The Falklands war was the most interesting news event that had ever happened and I remember rushing home from school to find out the news.
My mum had an argument in Tesco because there was only South African something or other (grapes?) and she wouldn't buy it because of apartheid.
We had a BBC Micro Computer and if you wanted to play a game, you had to sit there for what felt like about an hour while it loaded from a tape machine which screeched and howled while it did so. My brother and I subscribed to a magazine which had whole games in it which you had to type in by hand to the computer. You inevitably made some kind of mistake, or there was a typo, and had to go through and debug the thing before you could actually play it. Sometimes it took days before you could get it working. There was no save game option quite often so you had to play the entire thing all in one go. If you made a mistake, you had to go back and start again. Playing a game on a computer was a communal activity where one person played and about six sat round and watched/offered helpful advice.

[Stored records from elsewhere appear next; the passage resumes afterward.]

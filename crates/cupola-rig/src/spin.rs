//! Slow globe spin.

use std::f32::consts::TAU;

use glam::Quat;

/// Rotates the globe about +Y at a constant rate.
#[derive(Debug, Clone, Copy, PartialEq)]
pub struct SpinDriver {
    /// Radians per second.
    rate: f32,
    angle: f32,
}

impl SpinDriver {
    pub fn new(rate: f32) -> Self {
        Self { rate, angle: 0.0 }
    }

    pub fn rate(&self) -> f32 {
        self.rate
    }

    /// Current angle in `[0, 2π)`.
    pub fn angle(&self) -> f32 {
        self.angle
    }

    /// Advance by `dt` seconds and return the new rotation.
    pub fn advance(&mut self, dt: f32) -> Quat {
        if dt.is_finite() && dt > 0.0 {
            self.angle = (self.angle + self.rate * dt).rem_euclid(TAU);
        }
        self.rotation()
    }

    pub fn rotation(&self) -> Quat {
        Quat::from_rotation_y(self.angle)
    }
}

#[cfg(test)]
mod tests {
    use super::*;

    #[test]
    fn test_advance_is_frame_rate_independent() {
        let mut coarse = SpinDriver::new(0.048);
        let mut fine = SpinDriver::new(0.048);
        for _ in 0..30 {
            coarse.advance(1.0 / 30.0);
        }
        for _ in 0..120 {
            fine.advance(1.0 / 120.0);
        }
        assert!((coarse.angle() - 0.048).abs() < 1e-5);
        assert!((coarse.angle() - fine.angle()).abs() < 1e-5);
    }

    #[test]
    fn test_angle_wraps() {
        let mut spin = SpinDriver::new(1.0);
        spin.advance(TAU + 0.5);
        assert!((spin.angle() - 0.5).abs() < 1e-4);
    }

    #[test]
    fn test_ignores_bad_dt() {
        let mut spin = SpinDriver::new(1.0);
        spin.advance(-1.0);
        spin.advance(f32::NAN);
        assert_eq!(spin.angle(), 0.0);
    }
}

I seem to remember lots of power cuts, though they might have been a few years earlier.
No parents knew where their children were when the children were out of the house. Reversing the charges in a phone box was a big thing if you were out and needed to let your parents know you would be late. Nearly everyone had one phone, in the kitchen or the hall or the sitting room. If you had two or more phones in the same house, that was pretty sophisticated. My aunt had an extra long phone cord so she could walk round the kitchen and do things while talking on the phone and this was quite something.
Every week when the charts were on the radio, I used to tape the songs I liked - but they inevitably had someone talking over the end or beginning. If you heard a song you liked on the radio and didn't hear them say what it was, it was really difficult to find out later. A Sony Walkman was the absolute height of tech sophistication.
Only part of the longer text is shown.